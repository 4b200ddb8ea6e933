// Response translation: upstream stream events -> OpenAI-shaped egress.
// Non-streaming responses fold a `CollectedResponse` into one
// `chat.completion`; streaming responses are assembled chunk-by-chunk by
// `StreamChunkEncoder`, keeping a stable `id`/`created` pair across the
// whole SSE sequence.

use crate::models::openai::{
    ChatCompletionChoice, ChatCompletionChunk, ChatCompletionResponse, ChunkChoice, ChunkDelta,
    ModelInfo, ModelListResponse, ResponseMessage, ToolCall, ToolCallFunction, Usage,
};
use crate::models::upstream::ModelsResponse;
use crate::streaming::{CollectedResponse, StreamEvent};

fn completion_id() -> String {
    format!("chatcmpl-{}", uuid::Uuid::new_v4().simple())
}

fn now_secs() -> i64 {
    chrono::Utc::now().timestamp()
}

fn to_tool_call(record: &crate::streaming::ToolCallRecord, index: Option<u32>) -> ToolCall {
    ToolCall {
        index,
        id: record.id.clone(),
        kind: "function".to_string(),
        function: ToolCallFunction { name: record.name.clone(), arguments: record.arguments.clone() },
    }
}

/// Build the single `chat.completion` response from a fully collected
/// stream. Non-streaming responses omit the per-call `index` field.
pub fn build_completion_response(model: &str, collected: CollectedResponse) -> ChatCompletionResponse {
    let finish_reason = if collected.tool_calls.is_empty() { "stop" } else { "tool_calls" };
    let tool_calls = if collected.tool_calls.is_empty() {
        None
    } else {
        Some(collected.tool_calls.iter().map(|r| to_tool_call(r, None)).collect())
    };

    ChatCompletionResponse {
        id: completion_id(),
        object: "chat.completion",
        created: now_secs(),
        model: model.to_string(),
        choices: vec![ChatCompletionChoice {
            index: 0,
            message: ResponseMessage {
                role: "assistant",
                content: if collected.full_content.is_empty() { None } else { Some(collected.full_content) },
                reasoning_content: collected.reasoning_content,
                tool_calls,
            },
            finish_reason,
        }],
        usage: Usage::default(),
    }
}

pub fn build_model_list(models: ModelsResponse) -> ModelListResponse {
    let created = now_secs();
    let mut ids: Vec<String> = models.models.into_keys().collect();
    ids.sort();
    ModelListResponse {
        object: "list",
        data: ids
            .into_iter()
            .map(|id| ModelInfo { id, object: "model", created, owned_by: "google" })
            .collect(),
    }
}

/// Assembles the `chat.completion.chunk` sequence for one request, keeping a
/// stable `id`/`created`/`model` across every chunk and assigning sequential
/// `tool_calls[].index` values the way the OpenAI streaming shape requires.
pub struct StreamChunkEncoder {
    id: String,
    created: i64,
    model: String,
    next_tool_call_index: u32,
    any_tool_calls: bool,
    thinking_output: crate::config::ThinkingOutputMode,
}

impl StreamChunkEncoder {
    pub fn new(model: &str, thinking_output: crate::config::ThinkingOutputMode) -> Self {
        Self {
            id: completion_id(),
            created: now_secs(),
            model: model.to_string(),
            next_tool_call_index: 0,
            any_tool_calls: false,
            thinking_output,
        }
    }

    fn chunk(&self, delta: ChunkDelta, finish_reason: Option<&'static str>) -> ChatCompletionChunk {
        ChatCompletionChunk {
            id: self.id.clone(),
            object: "chat.completion.chunk",
            created: self.created,
            model: self.model.clone(),
            choices: vec![ChunkChoice { index: 0, delta, finish_reason }],
        }
    }

    pub fn role_chunk(&self) -> ChatCompletionChunk {
        self.chunk(ChunkDelta { role: Some("assistant"), ..Default::default() }, None)
    }

    /// Translate one structured stream event into its delta chunk. A tool
    /// calls event may carry several calls; each gets its own incrementing
    /// `index` even though they arrive inside a single stream event. Returns
    /// `None` when `thinking.output = "filter"` drops a thinking segment
    /// entirely, so no empty chunk reaches the client.
    pub fn event_chunk(&mut self, event: StreamEvent) -> Option<ChatCompletionChunk> {
        use crate::config::ThinkingOutputMode;
        match event {
            StreamEvent::Text(text) => Some(self.chunk(ChunkDelta { content: Some(text), ..Default::default() }, None)),
            StreamEvent::Thinking(text) => match self.thinking_output {
                ThinkingOutputMode::ReasoningContent => {
                    Some(self.chunk(ChunkDelta { reasoning_content: Some(text), ..Default::default() }, None))
                }
                ThinkingOutputMode::Raw => Some(self.chunk(ChunkDelta { content: Some(text), ..Default::default() }, None)),
                ThinkingOutputMode::Filter => None,
            },
            StreamEvent::ToolCalls(records) => {
                self.any_tool_calls = true;
                let calls = records
                    .iter()
                    .map(|r| {
                        let idx = self.next_tool_call_index;
                        self.next_tool_call_index += 1;
                        to_tool_call(r, Some(idx))
                    })
                    .collect();
                Some(self.chunk(ChunkDelta { tool_calls: Some(calls), ..Default::default() }, None))
            }
        }
    }

    pub fn finish_chunk(&self) -> ChatCompletionChunk {
        let finish_reason = if self.any_tool_calls { "tool_calls" } else { "stop" };
        self.chunk(ChunkDelta::default(), Some(finish_reason))
    }
}

pub fn chunk_to_sse(chunk: &ChatCompletionChunk) -> String {
    format!("data: {}\n\n", serde_json::to_string(chunk).unwrap_or_default())
}

pub const DONE_SSE: &str = "data: [DONE]\n\n";

#[cfg(test)]
mod tests {
    use super::*;
    use crate::streaming::ToolCallRecord;

    #[test]
    fn non_stream_response_uses_stop_when_no_tool_calls() {
        let collected = CollectedResponse { full_content: "Hello".to_string(), reasoning_content: None, tool_calls: vec![] };
        let resp = build_completion_response("gemini-2.5-pro", collected);
        assert_eq!(resp.choices[0].finish_reason, "stop");
        assert_eq!(resp.choices[0].message.content, Some("Hello".to_string()));
        assert!(resp.choices[0].message.tool_calls.is_none());
    }

    #[test]
    fn non_stream_response_omits_tool_call_index() {
        let collected = CollectedResponse {
            full_content: String::new(),
            reasoning_content: None,
            tool_calls: vec![ToolCallRecord { id: "call_1".to_string(), name: "lookup".to_string(), arguments: "{}".to_string() }],
        };
        let resp = build_completion_response("gemini-2.5-pro", collected);
        assert_eq!(resp.choices[0].finish_reason, "tool_calls");
        let calls = resp.choices[0].message.tool_calls.as_ref().unwrap();
        assert_eq!(calls[0].index, None);
    }

    #[test]
    fn stream_chunk_encoder_assigns_sequential_tool_call_indices() {
        let mut encoder = StreamChunkEncoder::new("gemini-2.5-pro", crate::config::ThinkingOutputMode::ReasoningContent);
        let chunk = encoder
            .event_chunk(StreamEvent::ToolCalls(vec![
                ToolCallRecord { id: "call_1".to_string(), name: "a".to_string(), arguments: "{}".to_string() },
                ToolCallRecord { id: "call_2".to_string(), name: "b".to_string(), arguments: "{}".to_string() },
            ]))
            .unwrap();
        let calls = chunk.choices[0].delta.tool_calls.as_ref().unwrap();
        assert_eq!(calls[0].index, Some(0));
        assert_eq!(calls[1].index, Some(1));

        let finish = encoder.finish_chunk();
        assert_eq!(finish.choices[0].finish_reason, Some("tool_calls"));
    }

    #[test]
    fn stream_chunk_encoder_keeps_stable_id_across_chunks() {
        let mut encoder = StreamChunkEncoder::new("gemini-2.5-pro", crate::config::ThinkingOutputMode::ReasoningContent);
        let a = encoder.role_chunk();
        let b = encoder.event_chunk(StreamEvent::Text("hi".to_string())).unwrap();
        assert_eq!(a.id, b.id);
        assert_eq!(a.created, b.created);
    }

    #[test]
    fn filter_mode_drops_thinking_chunks() {
        let mut encoder = StreamChunkEncoder::new("gemini-2.5-pro", crate::config::ThinkingOutputMode::Filter);
        assert!(encoder.event_chunk(StreamEvent::Thinking("secret".to_string())).is_none());
    }

    #[test]
    fn raw_mode_folds_thinking_into_content() {
        let mut encoder = StreamChunkEncoder::new("gemini-2.5-pro", crate::config::ThinkingOutputMode::Raw);
        let chunk = encoder.event_chunk(StreamEvent::Thinking("reasoning".to_string())).unwrap();
        assert_eq!(chunk.choices[0].delta.content, Some("reasoning".to_string()));
        assert!(chunk.choices[0].delta.reasoning_content.is_none());
    }
}
// Prometheus metrics registry and collectors

use lazy_static::lazy_static;
use prometheus::{
    register_counter_vec_with_registry, register_gauge_vec_with_registry,
    register_histogram_vec_with_registry, CounterVec, Encoder, GaugeVec, HistogramVec, Opts,
    Registry, TextEncoder,
};

lazy_static! {
    /// Global Prometheus registry
    pub static ref REGISTRY: Registry = Registry::new();

    // ============================================================================
    // REQUEST METRICS
    // ============================================================================

    /// Total number of ingress requests
    pub static ref REQUESTS_TOTAL: CounterVec = register_counter_vec_with_registry!(
        Opts::new("requests_total", "Total number of ingress requests"),
        &["method", "endpoint", "status_code", "model"],
        REGISTRY
    ).unwrap();

    /// Request duration histogram
    pub static ref REQUEST_DURATION: HistogramVec = register_histogram_vec_with_registry!(
        prometheus::HistogramOpts::new("request_duration_seconds", "Request duration in seconds")
            .buckets(vec![0.005, 0.01, 0.025, 0.05, 0.1, 0.25, 0.5, 1.0, 2.5, 5.0, 10.0, 30.0, 60.0]),
        &["method", "endpoint", "status_code"],
        REGISTRY
    ).unwrap();

    // ============================================================================
    // UPSTREAM CALL METRICS
    // ============================================================================

    /// Total upstream generateContent calls
    pub static ref UPSTREAM_CALLS: CounterVec = register_counter_vec_with_registry!(
        Opts::new("upstream_calls_total", "Total upstream generateContent calls"),
        &["model", "status_code", "streaming"],
        REGISTRY
    ).unwrap();

    /// Upstream call duration
    pub static ref UPSTREAM_DURATION: HistogramVec = register_histogram_vec_with_registry!(
        prometheus::HistogramOpts::new("upstream_duration_seconds", "Upstream call duration")
            .buckets(vec![0.1, 0.25, 0.5, 1.0, 2.5, 5.0, 10.0, 30.0, 60.0, 120.0]),
        &["model", "streaming"],
        REGISTRY
    ).unwrap();

    // ============================================================================
    // SCHEDULER / CREDENTIAL METRICS
    // ============================================================================

    /// Per-credential outcomes reported back to the scheduler
    pub static ref SCHEDULER_OUTCOMES: CounterVec = register_counter_vec_with_registry!(
        Opts::new("scheduler_outcomes_total", "Total outcomes reported to the credential scheduler"),
        &["outcome"], // success, rate_limited, auth_failed, server_error, network_error
        REGISTRY
    ).unwrap();

    /// Currently active (in-flight) requests per credential, keyed by token prefix
    pub static ref CREDENTIAL_ACTIVE: GaugeVec = register_gauge_vec_with_registry!(
        Opts::new("credential_active_requests", "In-flight requests currently assigned to a credential"),
        &["token_prefix"],
        REGISTRY
    ).unwrap();

    /// Count of enabled credentials by scheduler status
    pub static ref CREDENTIAL_STATUS: GaugeVec = register_gauge_vec_with_registry!(
        Opts::new("credentials_by_status", "Number of enabled credentials in each scheduler status"),
        &["status"], // active, rate_limited, disabled
        REGISTRY
    ).unwrap();

    /// OAuth token refresh events
    pub static ref OAUTH_REFRESHES: CounterVec = register_counter_vec_with_registry!(
        Opts::new("oauth_token_refreshes_total", "Total OAuth token refreshes"),
        &["status"], // success, failure
        REGISTRY
    ).unwrap();

    // ============================================================================
    // ADMISSION QUEUE METRICS
    // ============================================================================

    /// Current admission queue depth
    pub static ref QUEUE_DEPTH: GaugeVec = register_gauge_vec_with_registry!(
        Opts::new("admission_queue_depth", "Current admission queue occupancy"),
        &["state"], // in_flight, waiting
        REGISTRY
    ).unwrap();

    /// Requests rejected by the admission queue
    pub static ref QUEUE_REJECTIONS: CounterVec = register_counter_vec_with_registry!(
        Opts::new("admission_queue_rejections_total", "Total requests rejected by the admission queue"),
        &["reason"], // queue_full, paused, timeout
        REGISTRY
    ).unwrap();

    // ============================================================================
    // STREAMING METRICS
    // ============================================================================

    /// SSE events emitted by the tag-splitting transformer
    pub static ref SSE_EVENTS: CounterVec = register_counter_vec_with_registry!(
        Opts::new("sse_events_total", "Total stream events emitted to clients"),
        &["event_type", "model"], // event_type: text, thinking, tool_calls
        REGISTRY
    ).unwrap();

    /// SSE connection lifecycle events
    pub static ref SSE_CONNECTIONS: CounterVec = register_counter_vec_with_registry!(
        Opts::new("sse_connections_total", "Total SSE connections"),
        &["status"], // opened, closed, error
        REGISTRY
    ).unwrap();
}

/// Gather all metrics and return as Prometheus text format
pub fn gather_metrics() -> String {
    let encoder = TextEncoder::new();
    let metric_families = REGISTRY.gather();
    let mut buffer = Vec::new();
    encoder.encode(&metric_families, &mut buffer).unwrap();
    String::from_utf8(buffer).unwrap()
}

#[cfg(test)]
mod tests {
    use super::*;

    #[test]
    fn metrics_registration_does_not_panic() {
        let metrics = gather_metrics();
        assert!(metrics.contains("requests_total"));
        assert!(metrics.contains("scheduler_outcomes_total"));
        assert!(metrics.contains("admission_queue_depth"));
    }
}
// Structured logging with token sanitization

use crate::config::LoggingConfig;
use crate::error::Result;
use tracing_subscriber::{layer::SubscriberExt, util::SubscriberInitExt, EnvFilter};

pub fn init(config: &LoggingConfig) -> Result<()> {
    let env_filter = EnvFilter::try_from_default_env()
        .unwrap_or_else(|_| EnvFilter::new(&config.level));

    match config.format.as_str() {
        "json" => {
            tracing_subscriber::registry()
                .with(env_filter)
                .with(tracing_subscriber::fmt::layer().json())
                .init();
        }
        _ => {
            tracing_subscriber::registry()
                .with(env_filter)
                .with(tracing_subscriber::fmt::layer().pretty())
                .init();
        }
    }

    Ok(())
}

/// Sanitize sensitive data from strings (access tokens, refresh tokens)
pub fn sanitize(input: &str) -> String {
    let mut result = input.to_string();
    
    // Replace access tokens (ya29.*)
    if let Some(pos) = result.find("ya29.") {
        let start = pos;
        // Find end of token (whitespace, quote, or end of string)
        let end = result[start..].find(|c: char| c.is_whitespace() || c == '"' || c == '\'')
            .map(|i| start + i)
            .unwrap_or(result.len());
        result.replace_range(start..end, "[REDACTED_ACCESS_TOKEN]");
    }
    
    // Replace refresh tokens (1//0*)
    if let Some(pos) = result.find("1//0") {
        let start = pos;
        // Find end of token (whitespace, quote, or end of string)
        let end = result[start..].find(|c: char| c.is_whitespace() || c == '"' || c == '\'')
            .map(|i| start + i)
            .unwrap_or(result.len());
        result.replace_range(start..end, "[REDACTED_REFRESH_TOKEN]");
    }
    
    result
}

#[cfg(test)]
mod tests {
    use super::*;

    #[test]
    fn test_sanitize_access_token() {
        let input = "Authorization: Bearer ya29.a0AfH6SMC...";
        let output = sanitize(input);
        assert!(output.contains("[REDACTED_ACCESS_TOKEN"));
        assert!(!output.contains("ya29.a0AfH6SMC"));
    }

    #[test]
    fn test_sanitize_refresh_token() {
        let input = "refresh_token: 1//01S6LICZta2ee...";
        let output = sanitize(input);
        assert!(output.contains("[REDACTED_REFRESH_TOKEN"));
        assert!(!output.contains("1//01S6LICZta2ee"));
    }
}
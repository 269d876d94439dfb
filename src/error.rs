//! Error type shared by every module of the crate.

/// Result alias used throughout the crate.
pub type Result<T, E = Error> = core::result::Result<T, E>;

/// Errors reported by channels and the channel set.
///
/// Every fallible operation returns one of these; none are retried internally.
#[derive(Debug, Clone, Copy, PartialEq, Eq, derive_more::Display, derive_more::Error)]
#[cfg_attr(feature = "defmt", derive(defmt::Format))]
pub enum Error {
    /// The requested target is out of range for the channel's mode.
    ///
    /// Channel state is left untouched.
    #[display("target out of range for this channel mode")]
    InvalidArgument,

    /// Timer registers could not be mapped or accessed while configuring.
    ///
    /// The channel stays unconfigured.
    #[display("timer hardware unavailable")]
    HardwareUnavailable,

    /// The operation needs a configured channel.
    #[display("channel not configured")]
    NotConfigured,

    /// The timer id is not one of the PWM-capable timers.
    #[display("timer is not PWM capable")]
    UnknownTimer,

    /// The same timer was listed more than once.
    #[display("timer listed more than once")]
    DuplicateTimer,

    /// More timers were listed than the hardware provides.
    #[display("too many timers listed")]
    TooManyTimers,
}
//! Board services a channel set depends on but does not implement.
//!
//! The pad mux routes each timer's output to its pin, and the clock source
//! feeds each timer's counter. A [`ChannelSet`](crate::channel_set::ChannelSet)
//! calls these in a fixed order: mux and clock before a channel is configured,
//! and the reverse only after the channel has been stopped.

use crate::Result;
use crate::timer::TimerId;

/// Pin multiplexer that can route a timer's PWM output to its pad.
pub trait PinMux {
    /// Route `timer`'s output to its pad and return the previous pad setting.
    ///
    /// # Errors
    ///
    /// Returns [`Error::HardwareUnavailable`](crate::Error::HardwareUnavailable)
    /// if the pad configuration registers cannot be mapped.
    fn enable_pwm_output(&mut self, timer: TimerId) -> Result<u16>;

    /// Put back a pad setting returned by [`enable_pwm_output`](Self::enable_pwm_output).
    ///
    /// # Errors
    ///
    /// Returns [`Error::HardwareUnavailable`](crate::Error::HardwareUnavailable)
    /// if the pad configuration registers cannot be mapped.
    fn restore(&mut self, timer: TimerId, previous: u16) -> Result<()>;
}

/// Functional clock feeding each timer's counter.
///
/// The rate may change if the board switches a timer between clock sources;
/// the affected channel must then be configured again.
pub trait ClockSource {
    /// Enable the timer's functional clock and return its rate in Hz.
    ///
    /// # Errors
    ///
    /// Returns [`Error::HardwareUnavailable`](crate::Error::HardwareUnavailable)
    /// if the clock cannot be enabled.
    fn enable(&mut self, timer: TimerId) -> Result<u32>;

    /// Disable the timer's functional clock.
    fn disable(&mut self, timer: TimerId);
}
use embassy_sync::blocking_mutex::Mutex as BlockingMutex;
use embassy_sync::blocking_mutex::raw::CriticalSectionRawMutex;
use embassy_sync::mutex::Mutex;

use crate::register_math::{
    DEFAULT_FREQUENCY_HZ, MatchCount, Period, SERVO_FREQUENCY_HZ, match_from_duty,
    match_from_pulse_width, match_from_servo, period_from_frequency,
};
use crate::timer::{MATCH_INTERRUPT, PwmTimer, TimerId};
use crate::{Error, Result};

/// Shortest servo pulse accepted in any configuration (tenths of µs).
pub const SERVO_ABSOLUTE_MIN: u32 = 5_000;

/// Longest servo pulse accepted in any configuration (tenths of µs).
pub const SERVO_ABSOLUTE_MAX: u32 = 25_000;

/// Default shortest servo pulse (tenths of µs).
pub const SERVO_MIN_DEFAULT: u32 = 10_000;

/// Default longest servo pulse (tenths of µs).
pub const SERVO_MAX_DEFAULT: u32 = 20_000;

/// Servo center pulse (tenths of µs).
pub const SERVO_CENTER: u32 = 15_000;

/// Travel limits of a servo, as pulse widths in tenths of a microsecond.
#[derive(Clone, Copy, Debug, Eq, PartialEq)]
#[cfg_attr(feature = "defmt", derive(defmt::Format))]
pub struct ServoRange {
    min: u32,
    max: u32,
}

impl ServoRange {
    /// The widest range any servo channel accepts.
    pub const ABSOLUTE: Self = Self {
        min: SERVO_ABSOLUTE_MIN,
        max: SERVO_ABSOLUTE_MAX,
    };

    /// The range used when none is configured.
    pub const DEFAULT: Self = Self {
        min: SERVO_MIN_DEFAULT,
        max: SERVO_MAX_DEFAULT,
    };

    /// Create a range, limited to [`ServoRange::ABSOLUTE`].
    ///
    /// An empty or inverted range falls back to the absolute range.
    #[must_use]
    pub const fn new(min: u32, max: u32) -> Self {
        let min = if min < SERVO_ABSOLUTE_MIN {
            SERVO_ABSOLUTE_MIN
        } else {
            min
        };
        let max = if max > SERVO_ABSOLUTE_MAX {
            SERVO_ABSOLUTE_MAX
        } else {
            max
        };
        if min >= max {
            Self::ABSOLUTE
        } else {
            Self { min, max }
        }
    }

    /// Shortest accepted pulse.
    #[must_use]
    pub const fn min(self) -> u32 {
        self.min
    }

    /// Longest accepted pulse.
    #[must_use]
    pub const fn max(self) -> u32 {
        self.max
    }

    /// Limit a pulse to this range.
    #[must_use]
    pub const fn clamp(self, pulse: u32) -> u32 {
        if pulse < self.min {
            self.min
        } else if pulse > self.max {
            self.max
        } else {
            pulse
        }
    }

    /// Whether a pulse lies within this range.
    #[must_use]
    pub const fn contains(self, pulse: u32) -> bool {
        pulse >= self.min && pulse <= self.max
    }
}

impl Default for ServoRange {
    fn default() -> Self {
        Self::DEFAULT
    }
}

/// What a channel's target value means. Fixed for the life of the channel.
#[derive(Clone, Copy, Debug, Eq, PartialEq)]
#[cfg_attr(feature = "defmt", derive(defmt::Format))]
pub enum ChannelMode {
    /// Target is a duty cycle in percent, `0..=100`.
    DutyCycle,
    /// Target is a pulse width in tenths of a microsecond.
    PulseWidth,
    /// Target is a servo pulse in tenths of a microsecond, limited to the range.
    Servo(ServoRange),
}

impl ChannelMode {
    /// Output frequency used when a channel is configured with frequency 0.
    #[must_use]
    pub const fn default_frequency(self) -> u32 {
        match self {
            Self::Servo(_) => SERVO_FREQUENCY_HZ,
            Self::DutyCycle | Self::PulseWidth => DEFAULT_FREQUENCY_HZ,
        }
    }

    /// Map a target value onto a period using this mode's scaling and validation.
    ///
    /// # Errors
    ///
    /// Returns [`Error::InvalidArgument`] if `value` is out of range for the mode.
    pub fn match_count(self, period: Period, input_freq: u32, value: u32) -> Result<MatchCount> {
        match self {
            Self::DutyCycle => match_from_duty(period.count, value),
            Self::PulseWidth => Ok(match_from_pulse_width(
                period.count,
                input_freq,
                period.frequency,
                value,
            )),
            Self::Servo(range) => match_from_servo(
                period.count,
                input_freq,
                period.frequency,
                range.min,
                range.max,
                value,
            ),
        }
    }
}

/// How a new match value reaches a running timer.
#[derive(Clone, Copy, Debug, Eq, PartialEq)]
#[cfg_attr(feature = "defmt", derive(defmt::Format))]
pub enum Delivery {
    /// Write the match register as soon as the target changes.
    ///
    /// Simple, but a write landing mid-cycle can produce one malformed pulse.
    Immediate,
    /// Hand the value to the match interrupt, which latches it right after
    /// the timer's own match event so the change lands on a cycle boundary.
    ///
    /// The board must call [`MatchHandler::on_match_interrupt`] from the
    /// timer's interrupt.
    OnMatchInterrupt,
}

/// Snapshot of a channel's observable state.
#[derive(Clone, Copy, Debug, Eq, PartialEq)]
#[cfg_attr(feature = "defmt", derive(defmt::Format))]
pub struct ChannelStatus {
    /// Whether the timer is counting and driving the output.
    pub running: bool,
    /// Last target applied, in the mode's unit. 0 while off.
    pub current_target: u32,
    /// Output frequency in Hz.
    pub output_frequency: u32,
}

#[derive(Clone, Copy)]
struct Timing {
    input_freq: u32,
    period: Period,
}

struct ChannelState {
    timing: Option<Timing>,
    running: bool,
    current_target: u32,
}

/// A device abstraction for one PWM output driven by a general-purpose timer.
///
/// A channel starts unconfigured. [`configure`](Self::configure) programs the
/// output frequency and leaves the output off. [`set_target`](Self::set_target)
/// starts or updates the output, and a target of `0` turns it off.
///
/// Control operations are serialized by a per-channel async lock. A caller
/// waiting for the lock can be cancelled by dropping its future; channel state
/// is only changed once the lock is held, and never across an `.await`.
///
/// # Example
///
/// ```rust
/// use embassy_futures::block_on;
/// use gpt_pwm::channel::{Channel, ChannelMode, Delivery};
/// use gpt_pwm::sim::SimTimer;
/// use gpt_pwm::timer::TimerId;
///
/// let channel = Channel::new(TimerId::Gpt9, SimTimer::new(), ChannelMode::DutyCycle, Delivery::Immediate);
///
/// block_on(async {
///     channel.configure(13_000_000, 1024).await?;
///     channel.set_target(25).await?; // 25% duty cycle
///
///     let status = channel.read_state().await?;
///     assert!(status.running);
///     assert_eq!(status.current_target, 25);
///
///     channel.set_target(0).await?; // off
///     assert!(!channel.read_state().await?.running);
///     Ok::<(), gpt_pwm::Error>(())
/// })?;
/// # Ok::<(), gpt_pwm::Error>(())
/// ```
pub struct Channel<T> {
    id: TimerId,
    mode: ChannelMode,
    delivery: Delivery,
    timer: T,
    state: Mutex<CriticalSectionRawMutex, ChannelState>,
    // Register value handed to the match interrupt. Held only to copy the value.
    pending_match: BlockingMutex<CriticalSectionRawMutex, Cell<u32>>,
}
───
### Task
Above this task is a listing. Restate, word for word and with nothing added, the lines from the one with "assert_eq!(calls[0].index, Some(0));" through the one with "Global Prometheus registry".

### Task answer
        assert_eq!(calls[0].index, Some(0));
        assert_eq!(calls[1].index, Some(1));

        let finish = encoder.finish_chunk();
        assert_eq!(finish.choices[0].finish_reason, Some("tool_calls"));
    }

    #[test]
    fn stream_chunk_encoder_keeps_stable_id_across_chunks() {
        let mut encoder = StreamChunkEncoder::new("gemini-2.5-pro", crate::config::ThinkingOutputMode::ReasoningContent);
        let a = encoder.role_chunk();
        let b = encoder.event_chunk(StreamEvent::Text("hi".to_string())).unwrap();
        assert_eq!(a.id, b.id);
        assert_eq!(a.created, b.created);
    }

    #[test]
    fn filter_mode_drops_thinking_chunks() {
        let mut encoder = StreamChunkEncoder::new("gemini-2.5-pro", crate::config::ThinkingOutputMode::Filter);
        assert!(encoder.event_chunk(StreamEvent::Thinking("secret".to_string())).is_none());
    }

    #[test]
    fn raw_mode_folds_thinking_into_content() {
        let mut encoder = StreamChunkEncoder::new("gemini-2.5-pro", crate::config::ThinkingOutputMode::Raw);
        let chunk = encoder.event_chunk(StreamEvent::Thinking("reasoning".to_string())).unwrap();
        assert_eq!(chunk.choices[0].delta.content, Some("reasoning".to_string()));
        assert!(chunk.choices[0].delta.reasoning_content.is_none());
    }
}
// Prometheus metrics registry and collectors

use lazy_static::lazy_static;
use prometheus::{
    register_counter_vec_with_registry, register_gauge_vec_with_registry,
    register_histogram_vec_with_registry, CounterVec, Encoder, GaugeVec, HistogramVec, Opts,
    Registry, TextEncoder,
};

lazy_static! {
    /// Global Prometheus registry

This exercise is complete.